• _Records from a collection_:
=== Section Start ===

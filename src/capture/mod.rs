//! Microphone capture for the operator session
//!
//! The backend trait follows the push model: `start` hands back a channel
//! of audio frames, `stop` flushes whatever the device still has buffered
//! and then closes the channel. Finalization is therefore asynchronous;
//! the consumer must drain the receiver to exhaustion after `stop` before
//! it can treat the recording as complete.

mod mic;
mod scripted;

pub use mic::CpalMic;
pub use scripted::{ScriptedMic, ScriptedProbe};

use std::io::Cursor;

use async_trait::async_trait;
use thiserror::Error;
use tokio::sync::mpsc;

/// Audio sample data (16-bit PCM, mono)
#[derive(Debug, Clone)]
pub struct AudioFrame {
    /// Raw audio samples (i16 PCM)
    pub samples: Vec<i16>,
    /// Sample rate in Hz
    pub sample_rate: u32,
    /// Timestamp in milliseconds since capture started
    pub timestamp_ms: u64,
}

#[derive(Debug, Clone, Error)]
pub enum CaptureError {
    #[error("no audio input device available")]
    NoDevice,

    #[error("microphone access denied")]
    PermissionDenied,

    #[error("failed to start capture: {0}")]
    StartFailed(String),

    #[error("failed to stop capture: {0}")]
    StopFailed(String),

    #[error("no capture in progress")]
    NotCapturing,
}

/// Microphone capture backend.
///
/// The device handle is acquired on the first `start` and reused across
/// recording cycles; implementations must not re-open (or re-prompt for)
/// the device on later cycles, and must hold it until the backend is
/// dropped with the session.
#[async_trait]
pub trait MicBackend: Send {
    /// Begin a capture cycle.
    ///
    /// Returns a channel receiver that will receive audio frames. The
    /// channel stays open until `stop` has flushed the final frame.
    async fn start(&mut self) -> Result<mpsc::Receiver<AudioFrame>, CaptureError>;

    /// End the current capture cycle, flushing buffered audio into the
    /// frame channel before closing it.
    async fn stop(&mut self) -> Result<(), CaptureError>;

    /// Check if backend is currently capturing
    fn is_capturing(&self) -> bool;

    /// Get backend name for logging
    fn name(&self) -> &str;
}

/// A finished recording: immutable bytes plus declared media type.
///
/// Produced once per recording cycle and consumed exactly once by the
/// advance client.
#[derive(Debug, Clone)]
pub struct AudioBlob {
    pub bytes: Vec<u8>,
    pub media_type: String,
}

impl AudioBlob {
    pub fn new(bytes: Vec<u8>, media_type: impl Into<String>) -> Self {
        Self {
            bytes,
            media_type: media_type.into(),
        }
    }

    /// Package raw mono PCM samples into a WAV container. Container
    /// packaging only; the samples are written as-is.
    pub fn from_samples(samples: &[i16], sample_rate: u32) -> anyhow::Result<Self> {
        let spec = hound::WavSpec {
            channels: 1,
            sample_rate,
            bits_per_sample: 16,
            sample_format: hound::SampleFormat::Int,
        };

        let mut cursor = Cursor::new(Vec::new());
        {
            let mut writer = hound::WavWriter::new(&mut cursor, spec)?;
            for &sample in samples {
                writer.write_sample(sample)?;
            }
            writer.finalize()?;
        }

        Ok(Self::new(cursor.into_inner(), "audio/wav"))
    }

    pub fn len(&self) -> usize {
        self.bytes.len()
    }

    pub fn is_empty(&self) -> bool {
        self.bytes.is_empty()
    }
}

/// Drain a frame channel to exhaustion and package the accumulated
/// samples. Called after `MicBackend::stop`; blocks until the backend has
/// delivered its final frame and closed the channel.
pub async fn collect_blob(
    mut frames: mpsc::Receiver<AudioFrame>,
) -> anyhow::Result<AudioBlob> {
    let mut samples = Vec::new();
    let mut sample_rate = 16000;

    while let Some(frame) = frames.recv().await {
        sample_rate = frame.sample_rate;
        samples.extend_from_slice(&frame.samples);
    }

    AudioBlob::from_samples(&samples, sample_rate)
}

#[cfg(test)]
mod tests {
    use super::*;

    #[test]
    fn blob_is_valid_wav() {
        let samples = vec![0i16, 100, -100, 3000];
        let blob = AudioBlob::from_samples(&samples, 16000).unwrap();

        assert_eq!(blob.media_type, "audio/wav");
        assert_eq!(&blob.bytes[..4], b"RIFF");

        let reader = hound::WavReader::new(Cursor::new(blob.bytes)).unwrap();
        assert_eq!(reader.spec().sample_rate, 16000);
        assert_eq!(reader.spec().channels, 1);
        let decoded: Vec<i16> = reader.into_samples().collect::<Result<_, _>>().unwrap();
        assert_eq!(decoded, samples);
    }

    #[tokio::test]
    async fn collect_blob_drains_until_channel_closes() {
        let (tx, rx) = mpsc::channel(8);
        for i in 0..3u64 {
            tx.send(AudioFrame {
                samples: vec![i as i16; 4],
                sample_rate: 16000,
                timestamp_ms: i * 100,
            })
            .await
            .unwrap();
        }
        drop(tx);

        let blob = collect_blob(rx).await.unwrap();
        let reader = hound::WavReader::new(Cursor::new(blob.bytes)).unwrap();
        assert_eq!(reader.len(), 12);
    }
}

=== Section End ===

• _Problem to work on_: Check every line of the records above for the string "struct". Copy those that hold it.

• _Problem solution_:
pub struct AudioFrame {
pub struct AudioBlob {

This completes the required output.